I Would Like To Thank Health Insurance Companies For Making My Point

I’m certain everyone has heard of Anthem’s 39% rate increase in health insurance, but did you realize raising rates is all the rage?  Actually, if you’re one of the individually insured these rate hikes aren’t new at all.  They’re simply part of individual health insurance.

At 11:30 a.m. today, Sebelius will release the report, obtained by TPMDC and titled “Insurance Companies Prosper, Families Suffer: Our Broken Health Insurance System.”

It finds that Anthem’s rate increase (now delayed until May) is “not unique” and that experts say premiums will keep rising.

The report quotes National Association of Insurance Commissioners officials predicting the nation will “see rate increases of 20, 25, 30 percent.”

“These massive increases are disturbing examples of the problems that make reforming our health insurance system more important than ever,” the report states.

Why these companies must be suffering financially.   Or not…

Last year, as working families struggled with rising health care costs and a recession, the five largest health insurance companies – WellPoint, UnitedHealth Group, Cigna, Aetna, and Humana – took in combined profits of $12.2 billion, up 56 percent over 2008.

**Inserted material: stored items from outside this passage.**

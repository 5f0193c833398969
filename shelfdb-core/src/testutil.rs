//! Shared helpers for unit tests.

use serde_json::{json, Value};

use crate::document::Fields;
use crate::error::ShelfDbResult;
use crate::storage::{Storage, StorageData, TableData};

/// Builds a field mapping from a JSON object literal.
pub(crate) fn fields(value: Value) -> Fields {
    match value {
        Value::Object(map) => map,
        other => panic!("expected a JSON object, got {other}"),
    }
}

/// A minimal in-process backend for exercising the layers above storage.
#[derive(Default)]
pub(crate) struct MemStorage {
    pub(crate) data: Option<StorageData>,
}

impl Storage for MemStorage {
    fn read(&mut self) -> ShelfDbResult<Option<StorageData>> {
        Ok(self.data.clone())
    }

    fn write(&mut self, data: &StorageData) -> ShelfDbResult<()> {
        self.data = Some(data.clone());
        Ok(())
    }
}

/// A backend that records how often it is touched.
#[derive(Default)]
pub(crate) struct CountingStorage {
    pub(crate) data: Option<StorageData>,
    pub(crate) reads: usize,
    pub(crate) writes: usize,
}

impl Storage for CountingStorage {
    fn read(&mut self) -> ShelfDbResult<Option<StorageData>> {
        self.reads += 1;
        Ok(self.data.clone())
    }

    fn write(&mut self, data: &StorageData) -> ShelfDbResult<()> {
        self.writes += 1;
        self.data = Some(data.clone());
        Ok(())
    }
}

/// A one-table state whose single document carries the given marker value.
pub(crate) fn state_with(table: &str, marker: i64) -> StorageData {
    let mut table_data = TableData::new();
    table_data.insert("1".to_string(), fields(json!({"marker": marker})));
    let mut state = StorageData::new();
    state.insert(table.to_string(), table_data);
    state
}
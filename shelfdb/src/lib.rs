//! Main shelfdb crate providing a unified interface to the embedded
//! document store.
//!
//! This crate is the primary entry point for users of shelfdb. It
//! re-exports the core types from the sub-crates and provides convenient
//! access to the storage backends.
//!
//! # Features
//!
//! - **Schemaless documents** - Store JSON objects under integer ids, no
//!   schema declarations required
//! - **Multiple backends** - In-memory and single-file JSON storage with
//!   an extensible trait system
//! - **Composable queries** - Field predicates combined with `&`, `|`,
//!   and `!`
//! - **Write buffering** - Optional caching middleware between the
//!   database and any backend
//!
//! # Quick Start
//!
//! ```ignore
//! use shelfdb::{prelude::*, memory::MemoryStorage};
//! use serde_json::json;
//!
//! fn main() -> ShelfDbResult<()> {
//!     let db = ShelfDb::new(MemoryStorage::new());
//!
//!     db.insert(json!({"name": "ada", "age": 36}).as_object().unwrap().clone())?;
//!     db.insert(json!({"name": "grace", "age": 85}).as_object().unwrap().clone())?;
//!
//!     let senior = field("age").gt(50);
//!     for doc in db.search(&senior)? {
//!         println!("{}: {:?}", doc.doc_id(), doc.fields());
//!     }
//!
//!     // Tables beyond the default one
//!     let pets = db.table("pets");
//!     pets.insert(json!({"name": "rex", "kind": "dog"}).as_object().unwrap().clone())?;
//!
//!     Ok(())
//! }
//! ```
//!
//! # Persistence
//!
//! ```ignore
//! use shelfdb::{prelude::*, json::JsonStorage, middleware::CachingMiddleware};
//!
//! // Buffer writes in memory, flushing to disk every 100 writes and on
//! // close.
//! let storage = CachingMiddleware::with_write_cache_size(
//!     JsonStorage::open("db.json")?,
//!     100,
//! );
//! let db = ShelfDb::new(storage);
//! # Ok::<(), shelfdb::error::ShelfDbError>(())
//! ```
//!
//! # Backends
//!
//! - [`memory`] - Volatile storage for development and testing
//! - [`json`] - Single-file JSON persistence (requires the default `json`
//!   feature)

pub mod prelude;

pub use shelfdb_core::{cache, database, document, error, middleware, proxy, query, storage, table};

/// In-memory storage backend.
pub mod memory {
    pub use shelfdb_memory::MemoryStorage;
}

/// Single-file JSON storage backend.
///
/// This module is only available when the `json` feature is enabled
/// (it is part of the default feature set).
#[cfg(feature = "json")]
pub mod json {
    pub use shelfdb_json::{JsonStorage, JsonStorageBuilder};
}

These health insurance companies’ profits grew even as nominal GDP decreased by 1 percent over this same time period.

And recent data show that the CEOs of America’s five largest insurers were each compensated up to $24 million in 2008.

Those are some really big profit numbers.

But it’s the timing of these rate hikes that confuses me and makes me think these companies have jumped the gun on returning to business as usual.  You’d think they’d lay low until HCR was officially pronounced dead.  This move has breathed new life into the patient, and strengthens – in tangible, immediate ways – what we’ve been saying all along, that the system is broken and cannot be sustained.

Something else interesting is happening in HCR.  The Public Option has returned, and is gaining support.

So I’d like to take this moment to thank the Health Insurance Industry for simply being you.